==== Extracted material

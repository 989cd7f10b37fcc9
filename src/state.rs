//! Persistence of the last processed message id.
//!
//! The id is the only state that outlives a run; it makes re-running on an unchanged label a
//! no-op.

use crate::error::{Error, Result};
use std::io::ErrorKind;
use std::path::{Path, PathBuf};
use std::sync::Mutex;
use tracing::debug;

/// Stores the id of the last processed message.
pub trait StateStore: Send + Sync {
    /// Returns the last recorded id, or `None` if nothing was recorded yet.
    ///
    /// # Errors
    ///
    /// Returns an error if existing state cannot be read.
    fn last_processed(&self) -> Result<Option<String>>;

    /// Records `id` as processed, replacing any previous id.
    ///
    /// # Errors
    ///
    /// Returns an error if the state cannot be written.
    fn record_processed(&self, id: &str) -> Result<()>;
}

/// Keeps the id in a small text file.
#[derive(Debug, Clone)]
pub struct FileStateStore {
    path: PathBuf,
}

impl FileStateStore {
    /// Creates a store backed by the file at `path`. The file need not exist yet.
    #[must_use]
    pub fn new(path: impl Into<PathBuf>) -> Self {
        Self { path: path.into() }
    }

    /// Returns the backing file path.
    #[must_use]
    pub fn path(&self) -> &Path {
        &self.path
    }
}

impl StateStore for FileStateStore {
    fn last_processed(&self) -> Result<Option<String>> {
        match std::fs::read_to_string(&self.path) {
            Ok(content) => {
                let id = content.trim();
                Ok((!id.is_empty()).then(|| id.to_string()))
            }
            Err(e) if e.kind() == ErrorKind::NotFound => Ok(None),
            Err(source) => Err(Error::StateRead {
                path: self.path.clone(),
                source,
            }),
        }
    }

    fn record_processed(&self, id: &str) -> Result<()> {
        std::fs::write(&self.path, id).map_err(|source| Error::StateWrite {
            path: self.path.clone(),
            source,
        })?;
        debug!(path = %self.path.display(), id, "Recorded processed message");
        Ok(())
    }
}

/// In-process store, for tests and one-off runs.
#[derive(Debug, Default)]
pub struct MemoryStateStore {
    last: Mutex<Option<String>>,
}

impl MemoryStateStore {
    /// Creates an empty store.
    #[must_use]
    pub fn new() -> Self {
        Self::default()
    }

    /// Creates a store that already holds `id`.
    #[must_use]
    pub fn with_last(id: impl Into<String>) -> Self {
        Self {
            last: Mutex::new(Some(id.into())),
        }
    }
}

impl StateStore for MemoryStateStore {
    fn last_processed(&self) -> Result<Option<String>> {
        Ok(self
            .last
            .lock()
            .unwrap_or_else(std::sync::PoisonError::into_inner)
            .clone())
    }

    fn record_processed(&self, id: &str) -> Result<()> {
        *self
            .last
            .lock()
            .unwrap_or_else(std::sync::PoisonError::into_inner) = Some(id.to_string());
        Ok(())
    }
}
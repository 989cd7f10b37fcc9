//! Undo the transport encodings that survive into listing bodies.

use htmlize::unescape;

/// Removes quoted-printable soft line breaks, restores `=3D` and decodes HTML entities.
///
/// Entities are expanded as an HTML5 parser would in text: legacy names such as `&amp` and
/// `&nbsp` decode without a trailing `;`, and invalid code points become U+FFFD.
///
/// Empty input yields an empty string.
///
/// ```
/// use casting_digest::listing::normalize::normalize;
///
/// assert_eq!(normalize("?view=3Dbd&amp;breakdown=3D12=\r\n34"), "?view=bd&breakdown=1234");
/// ```
#[must_use]
pub fn normalize(raw: &str) -> String {
    if raw.is_empty() {
        return String::new();
    }

    let unwrapped = raw
        .replace("=\r\n", "")
        .replace("=\n", "")
        .replace("=3D", "=");

    unescape(unwrapped).into_owned()
}

#[cfg(test)]
mod tests {
    use super::*;

    #[test]
    fn test_empty_input() {
        assert_eq!(normalize(""), "");
    }

    #[test]
    fn test_soft_line_breaks_join_lines() {
        assert_eq!(
            normalize("https://actorsaccess.com/pro=\njects/"),
            "https://actorsaccess.com/projects/"
        );
        assert_eq!(normalize("abc=\r\ndef\nghi"), "abcdef\nghi");
    }

    #[test]
    fn test_escaped_equals_restored() {
        assert_eq!(normalize("breakdown=3D812345"), "breakdown=812345");
    }

    #[test]
    fn test_named_and_numeric_entities() {
        assert_eq!(
            normalize("Tom &amp; Jerry&#39;s &quot;Pilot&quot;"),
            "Tom & Jerry's \"Pilot\""
        );
        assert_eq!(normalize("a&nbsp;b"), "a\u{a0}b");
        assert_eq!(normalize("&#x41;&lt;div&gt;"), "A<div>");
    }

    #[test]
    fn test_legacy_entities_without_semicolon() {
        assert_eq!(normalize("AT&amp T"), "AT& T");
        assert_eq!(normalize("&nbsp"), "\u{a0}");
        assert_eq!(normalize("&#39"), "'");
        assert_eq!(
            normalize("?view=breakdowns&ampbreakdown=7"),
            "?view=breakdowns&breakdown=7"
        );
    }

    #[test]
    fn test_invalid_code_points_are_replaced() {
        assert_eq!(normalize("&#0;"), "\u{fffd}");
        assert_eq!(normalize("&rsquo;&#x1F600;"), "\u{2019}\u{1F600}");
    }

    #[test]
    fn test_unknown_names_are_left_alone() {
        assert_eq!(normalize("&breakdown=1&view=x"), "&breakdown=1&view=x");
    }

    #[test]
    fn test_plain_text_passes_through() {
        let text = "SHORT FILM\n\n  LEAD (female)\n";
        assert_eq!(normalize(text), text);
    }
}
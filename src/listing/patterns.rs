//! Recognizers shared by the plain-text parser, the HTML extractor and the formatter.
//!
//! The listings host and path are fixed; everything keys off the `breakdown=<digits>`
//! query parameter that both body representations carry.

use regex::Regex;
use std::sync::LazyLock;

/// Matches a trimmed line that starts with an application URL.
static APPLY_URL: LazyLock<Regex> = LazyLock::new(|| {
    Regex::new(r"^https?://actorsaccess\.com/projects/\?[^\s]*breakdown=\d+").expect("valid regex")
});

static BREAKDOWN_ID: LazyLock<Regex> =
    LazyLock::new(|| Regex::new(r"breakdown=(\d+)").expect("valid regex"));

static UNION_TOKEN: LazyLock<Regex> = LazyLock::new(|| {
    Regex::new(r"(?i)\b(NON-UNION|SAG-AFTRA|UNION)\b").expect("valid regex")
});

/// Metadata containing this phrase (case-insensitive) marks a vertical short-form project.
pub const EXCLUDED_CATEGORY: &str = "vertical short form";

/// Returns `true` if `line`, once trimmed, begins with an application URL.
///
/// ```
/// use casting_digest::listing::patterns::is_apply_url;
///
/// assert!(is_apply_url("  https://actorsaccess.com/projects/?view=breakdowns&breakdown=812345"));
/// assert!(!is_apply_url("https://example.com/projects/?breakdown=812345"));
/// ```
#[must_use]
pub fn is_apply_url(line: &str) -> bool {
    APPLY_URL.is_match(line.trim())
}

/// Extracts the digits following `breakdown=` in `url`, or an empty string.
///
/// ```
/// use casting_digest::listing::patterns::extract_breakdown_id;
///
/// assert_eq!(extract_breakdown_id("https://x/?breakdown=42&r=1"), "42");
/// assert_eq!(extract_breakdown_id("https://x/?role=1"), "");
/// ```
#[must_use]
pub fn extract_breakdown_id(url: &str) -> &str {
    BREAKDOWN_ID
        .captures(url)
        .and_then(|caps| caps.get(1))
        .map_or("", |m| m.as_str())
}

/// Returns `true` if `text` mentions a union status as a whole word.
#[must_use]
pub fn has_union_token(text: &str) -> bool {
    UNION_TOKEN.is_match(text)
}

/// Returns `true` if `meta` belongs to the excluded vertical short-form category.
#[must_use]
pub fn is_excluded_category(meta: &str) -> bool {
    meta.to_lowercase().contains(EXCLUDED_CATEGORY)
}

#[cfg(test)]
mod tests {
    use super::*;

    #[test]
    fn test_apply_url_requires_host_path_and_id() {
        assert!(is_apply_url(
            "https://actorsaccess.com/projects/?view=breakdowns&breakdown=812345&region=5"
        ));
        assert!(is_apply_url("http://actorsaccess.com/projects/?breakdown=1"));
        assert!(!is_apply_url("https://actorsaccess.com/projects/?breakdown="));
        assert!(!is_apply_url("https://actorsaccess.com/other/?breakdown=1"));
        assert!(!is_apply_url("Apply at https://actorsaccess.com/projects/?breakdown=1"));
    }

    #[test]
    fn test_extract_breakdown_id() {
        assert_eq!(
            extract_breakdown_id("https://actorsaccess.com/projects/?breakdown=812345&x=9"),
            "812345"
        );
        assert_eq!(extract_breakdown_id(""), "");
        assert_eq!(extract_breakdown_id("breakdown=abc"), "");
    }

    #[test]
    fn test_union_tokens_are_whole_words() {
        assert!(has_union_token("Short NON-UNION Los Angeles"));
        assert!(has_union_token("Feature sag-aftra Atlanta"));
        assert!(has_union_token("Pilot Union New York"));
        assert!(!has_union_token("Reunion special"));
        assert!(!has_union_token("Commercial Los Angeles"));
    }

    #[test]
    fn test_excluded_category_is_case_insensitive() {
        assert!(is_excluded_category("Vertical Short Form NON-UNION LA"));
        assert!(!is_excluded_category("Short Film NON-UNION LA"));
        assert!(!is_excluded_category(""));
    }
}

========

• _Work request_:
Up to and including the line that contains "pub struct FileStateStore", restate word for word every line of the entries, starting from the first.

• _Task output_:
repository 989cd7f10b37fcc9
filename src/state.rs
//! Persistence of the last processed message id.
//!
//! The id is the only state that outlives a run; it makes re-running on an unchanged label a
//! no-op.

use crate::error::{Error, Result};
use std::io::ErrorKind;
use std::path::{Path, PathBuf};
use std::sync::Mutex;
use tracing::debug;

/// Stores the id of the last processed message.
pub trait StateStore: Send + Sync {
    /// Returns the last recorded id, or `None` if nothing was recorded yet.
    ///
    /// # Errors
    ///
    /// Returns an error if existing state cannot be read.
    fn last_processed(&self) -> Result<Option<String>>;

    /// Records `id` as processed, replacing any previous id.
    ///
    /// # Errors
    ///
    /// Returns an error if the state cannot be written.
    fn record_processed(&self, id: &str) -> Result<()>;
}

/// Keeps the id in a small text file.
#[derive(Debug, Clone)]
pub struct FileStateStore {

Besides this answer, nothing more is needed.